FFT-based fast convolution is sufficiently fast for offline computation, but musical and virtual reality applications require real-time performance. In these applications, sound is usually processed in blocks of length 64, 128, 256, or more samples. If the signals to be convolved are longer than the block length, we need to adapt our methods so that we can convolve and output only partial results and handle incoming input.

In this section, we will assume that the input signal is an infinite stream (e.g., a looped source replaying a sound file) that comes in blocks $\pmb{x}$ of $B$ samples, and $\pmb{h}$ is a FIR filter of length $N$. Such a set-up is called unified input partitioning because the input comes in blocks and the blocks are of equal size.

The first idea to process the input in blocks is to convolve each incoming block with the full filter using FFT-based convolution, store the results of appropriately many past convolutions, and output sums of their subsequent parts in blocks of the same length as the input signal we process. This scheme can be seen in Figure 2.

Figure 2. Overlap-Add convolution scheme. Source: [1].

Some important remarks concerning this methodology:

• $K$ (transform length) must be sufficiently large to ensure that the circular convolution is equivalent to the linear convolution (no samples are time-aliased). Lengthening the convolved signals is achieved through zero-padding.

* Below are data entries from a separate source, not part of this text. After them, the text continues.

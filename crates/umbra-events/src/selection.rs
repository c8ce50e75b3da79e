//! Selection strategies.
//!
//! A [`SelectionStrategy`] picks one node out of a tick's candidate list. The
//! tree hands it its own seeded random source, so a strategy that draws from
//! `rng` stays reproducible under a fixed seed. Every strategy returns `None`
//! for an empty candidate list.
//!
//! Closures with the matching signature are strategies too:
//!
//! ```
//! use umbra_events::prelude::*;
//! use rand::RngCore;
//!
//! let mut last = |candidates: &[NodeId], _graph: &NodeGraph, _rng: &mut dyn RngCore| {
//!     candidates.last().copied()
//! };
//! # let graph = TreeBuilder::new().finish();
//! # let mut rng = rand_pcg::Pcg64::new(0, 0);
//! let a = NodeId::from_raw(1);
//! let b = NodeId::from_raw(2);
//! assert_eq!(last.select(&[a, b], &graph, &mut rng), Some(b));
//! ```

use std::collections::HashMap;

use rand::distributions::{Distribution, WeightedIndex};
use rand::seq::SliceRandom;
use rand::RngCore;

use crate::graph::NodeGraph;
use crate::node::NodeId;

/// Picks the node to activate from a candidate list.
pub trait SelectionStrategy {
    fn select(
        &mut self,
        candidates: &[NodeId],
        graph: &NodeGraph,
        rng: &mut dyn RngCore,
    ) -> Option<NodeId>;
}

impl<F> SelectionStrategy for F
where
    F: FnMut(&[NodeId], &NodeGraph, &mut dyn RngCore) -> Option<NodeId>,
{
    fn select(
        &mut self,
        candidates: &[NodeId],
        graph: &NodeGraph,
        rng: &mut dyn RngCore,
    ) -> Option<NodeId> {
        self(candidates, graph, rng)
    }
}

// ---------------------------------------------------------------------------
// UniformRandom
// ---------------------------------------------------------------------------

/// Every candidate is equally likely. The default for both branches.
#[derive(Debug, Clone, Copy, Default)]
pub struct UniformRandom;

impl SelectionStrategy for UniformRandom {
    fn select(
        &mut self,
        candidates: &[NodeId],
        _graph: &NodeGraph,
        rng: &mut dyn RngCore,
    ) -> Option<NodeId> {
        candidates.choose(rng).copied()
    }
}

// ---------------------------------------------------------------------------
// FirstCandidate
// ---------------------------------------------------------------------------

/// Always the first candidate in depth-first order.
#[derive(Debug, Clone, Copy, Default)]
pub struct FirstCandidate;

impl SelectionStrategy for FirstCandidate {
    fn select(
        &mut self,
        candidates: &[NodeId],
        _graph: &NodeGraph,
        _rng: &mut dyn RngCore,
    ) -> Option<NodeId> {
        candidates.first().copied()
    }
}

// ---------------------------------------------------------------------------
// Fixed
// ---------------------------------------------------------------------------

/// Always one particular node, whenever it is a candidate.
#[derive(Debug, Clone, Copy)]
pub struct Fixed(pub NodeId);

impl SelectionStrategy for Fixed {
    fn select(
        &mut self,
        candidates: &[NodeId],
        _graph: &NodeGraph,
        _rng: &mut dyn RngCore,
    ) -> Option<NodeId> {
        candidates.contains(&self.0).then_some(self.0)
    }
}

// ---------------------------------------------------------------------------
// Weighted
// ---------------------------------------------------------------------------

/// Candidates are drawn proportionally to a per-node weight. Nodes without
/// an explicit weight use `default_weight`. Returns `None` when every
/// candidate weighs zero.
#[derive(Debug, Clone)]
pub struct Weighted {
    weights: HashMap<NodeId, f64>,
    default_weight: f64,
}

impl Default for Weighted {
    fn default() -> Self {
        Self {
            weights: HashMap::new(),
            default_weight: 1.0,
        }
    }
}

impl Weighted {
    pub fn new(default_weight: f64) -> Self {
        Self {
            weights: HashMap::new(),
            default_weight: sanitize(default_weight),
        }
    }

    /// Set the weight of one node. Negative and non-finite weights count as
    /// zero.
    pub fn with_weight(mut self, node: NodeId, weight: f64) -> Self {
        self.weights.insert(node, sanitize(weight));
        self
    }

    pub fn weight_of(&self, node: NodeId) -> f64 {
        self.weights.get(&node).copied().unwrap_or(self.default_weight)
    }
}

fn sanitize(weight: f64) -> f64 {
    if weight.is_finite() && weight > 0.0 {
        weight
    } else {
        0.0
    }
}

impl SelectionStrategy for Weighted {
    fn select(
        &mut self,
        candidates: &[NodeId],
        _graph: &NodeGraph,
        rng: &mut dyn RngCore,
    ) -> Option<NodeId> {
        let weights: Vec<f64> = candidates.iter().map(|id| self.weight_of(*id)).collect();
        let dist = WeightedIndex::new(&weights).ok()?;
        candidates.get(dist.sample(rng)).copied()
    }
}

// ---------------------------------------------------------------------------
// Tests
// ---------------------------------------------------------------------------

#[cfg(test)]
mod tests {
    use super::*;
    use crate::graph::TreeBuilder;
    use rand::SeedableRng;
    use rand_pcg::Pcg64;

    fn ids(raw: &[u32]) -> Vec<NodeId> {
        raw.iter().map(|r| NodeId::from_raw(*r)).collect()
    }

    fn graph() -> NodeGraph {
        TreeBuilder::new().finish()
    }

    #[test]
    fn every_strategy_yields_none_for_empty_candidates() {
        let g = graph();
        let mut rng = Pcg64::seed_from_u64(1);
        assert_eq!(UniformRandom.select(&[], &g, &mut rng), None);
        assert_eq!(FirstCandidate.select(&[], &g, &mut rng), None);
        assert_eq!(Fixed(NodeId::from_raw(1)).select(&[], &g, &mut rng), None);
        assert_eq!(Weighted::default().select(&[], &g, &mut rng), None);
    }

    #[test]
    fn uniform_random_picks_a_candidate_and_covers_all() {
        let g = graph();
        let mut rng = Pcg64::seed_from_u64(99);
        let candidates = ids(&[3, 5, 8]);
        let mut seen = std::collections::HashSet::new();
        for _ in 0..200 {
            let pick = UniformRandom.select(&candidates, &g, &mut rng).unwrap();
            assert!(candidates.contains(&pick));
            seen.insert(pick);
        }
        assert_eq!(seen.len(), 3);
    }

    #[test]
    fn uniform_random_is_reproducible_under_a_seed() {
        let g = graph();
        let candidates = ids(&[1, 2, 3, 4, 5, 6]);
        let draw = |seed| {
            let mut rng = Pcg64::seed_from_u64(seed);
            (0..20)
                .map(|_| UniformRandom.select(&candidates, &g, &mut rng))
                .collect::<Vec<_>>()
        };
        assert_eq!(draw(7), draw(7));
    }

    #[test]
    fn fixed_only_returns_its_node_when_eligible() {
        let g = graph();
        let mut rng = Pcg64::seed_from_u64(1);
        let target = NodeId::from_raw(4);
        assert_eq!(
            Fixed(target).select(&ids(&[2, 4]), &g, &mut rng),
            Some(target)
        );
        assert_eq!(Fixed(target).select(&ids(&[2, 3]), &g, &mut rng), None);
    }

    #[test]
    fn weighted_never_picks_zero_weight_nodes() {
        let g = graph();
        let mut rng = Pcg64::seed_from_u64(3);
        let candidates = ids(&[1, 2, 3]);
        let mut strategy = Weighted::default()
            .with_weight(NodeId::from_raw(1), 0.0)
            .with_weight(NodeId::from_raw(3), -4.0);
        for _ in 0..100 {
            assert_eq!(
                strategy.select(&candidates, &g, &mut rng),
                Some(NodeId::from_raw(2))
            );
        }
    }

    #[test]
    fn weighted_all_zero_yields_none() {
        let g = graph();
        let mut rng = Pcg64::seed_from_u64(3);
        let mut strategy = Weighted::new(0.0);
        assert_eq!(strategy.select(&ids(&[1, 2]), &g, &mut rng), None);
    }

    #[test]
    fn closures_are_strategies() {
        let g = graph();
        let mut rng = Pcg64::seed_from_u64(3);
        let mut calls = 0;
        let mut strategy = |c: &[NodeId], _: &NodeGraph, _: &mut dyn RngCore| {
            calls += 1;
            c.last().copied()
        };
        assert_eq!(
            strategy.select(&ids(&[1, 9]), &g, &mut rng),
            Some(NodeId::from_raw(9))
        );
        assert_eq!(calls, 1);
    }
}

• Overlap-Add operation to form the output block is much more difficult than it may seem from the scheme. One needs to store all the convolution results and then sum appropriate indices. This may incur high memory and time cost.

### Overlap-Save Scheme

A significant drawback of the Overlap-Add scheme is the necessity to store and sum the computed partial convolutions. Can we do better?

Another approach is called Overlap-Save. It is based on storing appropriately many input blocks rather than output blocks, which are shorter than the calculated convolutions. The input blocks are stored in a buffer of length $K$ in a First-In-First-Out manner, i.e., each new block of input samples shifts all previously stored samples in the buffer, discarding the oldest $B$ samples. We then perform a $K$-point FFT-based convolution with the zero-padded filter coefficients.

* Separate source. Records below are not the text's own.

//! Publish/subscribe channel for ghost reports.
//!
//! When the player reports activity at a node that is currently
//! ghost-activated, the session publishes one [`GhostReport`] through the
//! [`GhostReportBridge`]. Scoring, UI, and audio stingers subscribe with a
//! handler and receive every report in subscription order.
//!
//! ```
//! use std::cell::Cell;
//! use std::rc::Rc;
//! use umbra_engine::bridge::{GhostReport, GhostReportBridge};
//! use umbra_events::node::{NodeId, Vec2};
//!
//! let mut bridge = GhostReportBridge::new();
//! let seen = Rc::new(Cell::new(0));
//! let counter = Rc::clone(&seen);
//! bridge.subscribe(move |_report: &GhostReport| counter.set(counter.get() + 1));
//!
//! let report = GhostReport {
//!     node: NodeId::from_raw(3),
//!     node_name: "mirror".into(),
//!     position: Vec2::ZERO,
//!     reporter: "player".into(),
//!     tick: 4,
//! };
//! assert_eq!(bridge.publish(&report), 1);
//! assert_eq!(seen.get(), 1);
//! ```

use std::fmt;

use serde::{Deserialize, Serialize};
use tracing::{debug, info};
use umbra_events::node::{NodeId, Vec2};

/// A confirmed report against a ghost-activated node.
#[derive(Debug, Clone, PartialEq, Serialize, Deserialize)]
pub struct GhostReport {
    pub node: NodeId,
    pub node_name: String,
    pub position: Vec2,
    /// Who reported (player name, controller id).
    pub reporter: String,
    /// Tick counter of the tree when the report was made.
    pub tick: u64,
}

/// Handle returned by [`GhostReportBridge::subscribe`].
#[derive(Debug, Clone, Copy, PartialEq, Eq, Hash, PartialOrd, Ord, Serialize, Deserialize)]
pub struct SubscriptionId(u64);

impl fmt::Display for SubscriptionId {
    fn fmt(&self, f: &mut fmt::Formatter<'_>) -> fmt::Result {
        write!(f, "sub-{}", self.0)
    }
}

type ReportHandler = Box<dyn FnMut(&GhostReport)>;

// ---------------------------------------------------------------------------
// GhostReportBridge
// ---------------------------------------------------------------------------

/// Owns the ghost-report subscribers.
#[derive(Default)]
pub struct GhostReportBridge {
    subscribers: Vec<(SubscriptionId, ReportHandler)>,
    next_id: u64,
    published: u64,
}

impl fmt::Debug for GhostReportBridge {
    fn fmt(&self, f: &mut fmt::Formatter<'_>) -> fmt::Result {
        f.debug_struct("GhostReportBridge")
            .field("subscribers", &self.subscribers.len())
            .field("published", &self.published)
            .finish()
    }
}

impl GhostReportBridge {
    pub fn new() -> Self {
        Self::default()
    }

    pub fn subscribe(&mut self, handler: impl FnMut(&GhostReport) + 'static) -> SubscriptionId {
        let id = SubscriptionId(self.next_id);
        self.next_id += 1;
        self.subscribers.push((id, Box::new(handler)));
        debug!(subscription = %id, "ghost report subscriber added");
        id
    }

    /// Remove a subscriber. Returns `false` if the id was not subscribed.
    pub fn unsubscribe(&mut self, id: SubscriptionId) -> bool {
        let before = self.subscribers.len();
        self.subscribers.retain(|(sub, _)| *sub != id);
        before != self.subscribers.len()
    }

    /// Deliver `report` to every subscriber. Returns how many received it.
    pub fn publish(&mut self, report: &GhostReport) -> usize {
        self.published += 1;
        for (_, handler) in &mut self.subscribers {
            handler(report);
        }
        info!(
            node = %report.node,
            name = %report.node_name,
            reporter = %report.reporter,
            subscribers = self.subscribers.len(),
            "ghost activity reported"
        );
        self.subscribers.len()
    }

    pub fn subscriber_count(&self) -> usize {
        self.subscribers.len()
    }

    /// Reports published since construction.
    pub fn published_count(&self) -> u64 {
        self.published
    }

    /// Drop every subscriber.
    pub fn clear(&mut self) {
        self.subscribers.clear();
    }
}

// ---------------------------------------------------------------------------
// Tests
// ---------------------------------------------------------------------------

#[cfg(test)]
mod tests {
    use super::*;
    use std::cell::RefCell;
    use std::rc::Rc;

    fn report(raw: u32) -> GhostReport {
        GhostReport {
            node: NodeId::from_raw(raw),
            node_name: format!("node{raw}"),
            position: Vec2::new(raw as f64, 0.0),
            reporter: "tester".into(),
            tick: 1,
        }
    }

    #[test]
    fn subscribers_receive_reports_in_subscription_order() {
        let log = Rc::new(RefCell::new(Vec::new()));
        let mut bridge = GhostReportBridge::new();
        for tag in ["first", "second"] {
            let log = Rc::clone(&log);
            bridge.subscribe(move |r: &GhostReport| log.borrow_mut().push((tag, r.node)));
        }

        assert_eq!(bridge.publish(&report(7)), 2);
        assert_eq!(
            *log.borrow(),
            vec![
                ("first", NodeId::from_raw(7)),
                ("second", NodeId::from_raw(7))
            ]
        );
        assert_eq!(bridge.published_count(), 1);
    }

    #[test]
    fn unsubscribed_handler_stops_receiving() {
        let hits = Rc::new(RefCell::new(0));
        let mut bridge = GhostReportBridge::new();
        let counter = Rc::clone(&hits);
        let id = bridge.subscribe(move |_: &GhostReport| *counter.borrow_mut() += 1);

        bridge.publish(&report(1));
        assert!(bridge.unsubscribe(id));
        assert!(!bridge.unsubscribe(id));
        bridge.publish(&report(2));

        assert_eq!(*hits.borrow(), 1);
        assert_eq!(bridge.subscriber_count(), 0);
    }

    #[test]
    fn subscription_ids_are_unique() {
        let mut bridge = GhostReportBridge::new();
        let a = bridge.subscribe(|_: &GhostReport| {});
        let b = bridge.subscribe(|_: &GhostReport| {});
        assert_ne!(a, b);
        bridge.clear();
        let c = bridge.subscribe(|_: &GhostReport| {});
        assert_ne!(a, c);
        assert_ne!(b, c);
    }
}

Inherently, the result of this operation is a circular convolution (because the input signal is not zero-padded). It means that $K$ has to be sufficiently large so as to have the last $B$ samples correspond to the linear convolution. We can then output these $B$ valid samples and discard the rest. This results in a potentially longer transform length than in the Overlap-Add scheme, but removes the need to store and sum the outputs.

The entire scheme can be seen in Figure 3.

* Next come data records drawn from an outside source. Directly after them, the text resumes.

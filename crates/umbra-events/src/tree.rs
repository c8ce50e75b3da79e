//! The activation tree: periodic selection and per-frame ghost reversion.
//!
//! Each [`ActivationTree::tick`]:
//!
//! 1. Calls `update` on every node (depth-first, root excluded). A behavior
//!    that asks for its own restore is restored on the spot.
//! 2. Rebuilds `activated_nodes` and `children_of_activated`.
//! 3. Draws `u ∈ [0, 1)`. Below `ghost_event_chance` the tick takes the
//!    ghost branch and selects from `nodes_with_no_active_parent`; otherwise
//!    it selects from `children_of_activated`. The pick is activated with the
//!    matching ghost flag.
//! 4. Seeds a reversion timer for every ghost-active node whose parent is
//!    active and not a ghost, unless one is already running.
//!
//! Each [`ActivationTree::frame`] runs node-internal timers and counts the
//! reversion timers down. A timer whose node was restored in the meantime is
//! dropped silently; a timer reaching zero turns the ghost activation into a
//! normal one.
//!
//! # Example
//!
//! ```
//! use umbra_events::prelude::*;
//!
//! let mut builder = TreeBuilder::new();
//! let cellar = builder.add_top_level("cellar", Vec2::ZERO, AlwaysActiveNode);
//! let lamp = builder
//!     .add_node(cellar, "lamp", Vec2::new(1.0, 0.0), AudioAnimationNode::looping())
//!     .unwrap();
//! builder.preactivate(cellar).unwrap();
//!
//! builder.set_initial_state(lamp, NodeState::new(true, true)).unwrap();
//!
//! let config = TreeConfig {
//!     ghost_event_chance: 0.0,
//!     ghost_to_normal_seconds: Some(2.0),
//!     seed: Some(1),
//!     ..Default::default()
//! };
//! let mut tree = ActivationTree::new(builder.finish(), config).unwrap();
//!
//! tree.tick();
//! assert!(tree.state(lamp).unwrap().is_ghost_active());
//! assert_eq!(tree.ghost_timer(lamp), Some(2.0));
//!
//! tree.frame(1.0);
//! tree.frame(1.0);
//! assert!(tree.state(lamp).unwrap().is_normal_active());
//! ```

use std::collections::{BTreeMap, HashSet};

use rand::{Rng, SeedableRng};
use rand_pcg::Pcg64;
use tracing::{debug, trace, warn};

use crate::config::TreeConfig;
use crate::graph::NodeGraph;
use crate::node::{NodeBehavior, NodeId, NodeRequest, NodeState, QueuedCue, Vec2};
use crate::selection::{SelectionStrategy, UniformRandom};
use crate::TreeError;

// ---------------------------------------------------------------------------
// TickOutcome
// ---------------------------------------------------------------------------

/// Which candidate set a tick selected from.
#[derive(Debug, Clone, Copy, PartialEq, Eq, serde::Serialize, serde::Deserialize)]
pub enum Branch {
    Normal,
    Ghost,
}

/// What one tick did.
#[derive(Debug, Clone, PartialEq, Eq, serde::Serialize, serde::Deserialize)]
pub struct TickOutcome {
    /// 1-based number of this tick.
    pub tick: u64,
    pub branch: Branch,
    /// The node that was activated, if the strategy picked one.
    pub activated: Option<NodeId>,
    /// Nodes that restored themselves during the update phase.
    pub self_restored: Vec<NodeId>,
}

Figure 3. Overlap-Save convolution scheme. Source: [1].

#### Implementation

Listing 6. Overlap-Save convolution.

## What If the Filter Is Long Too?

If the filter we want to convolve the input with has also significant length (e.g., when it represents an impulse response of a large hall with a significant reverberation time), we may have to partition both, the input and the filter. These methods are called partitioned convolution.

Describing partitioned convolution algorithms is beyond the scope of this article, but the main idea is presented in Figure 4. It shows a non-uniformly partitioned convolution scheme, which is generally faster than uniformly partitioned versions [1]. It also involves the use of frequency-domain delay lines (FDLs), which allow computing the FFT of the input blocks just once (in contrast to time-delaying the input blocks and calculating their FFTs for each new output block).

Non-uniformly partitioned convolution is the current state of the art in artificial reverberation using FIR filters for real-time auralization in games and Virtual Reality.

Figure 4. Non-uniformly partitioned convolution scheme. Note the presence of frequency-domain delay lines. Source: [1].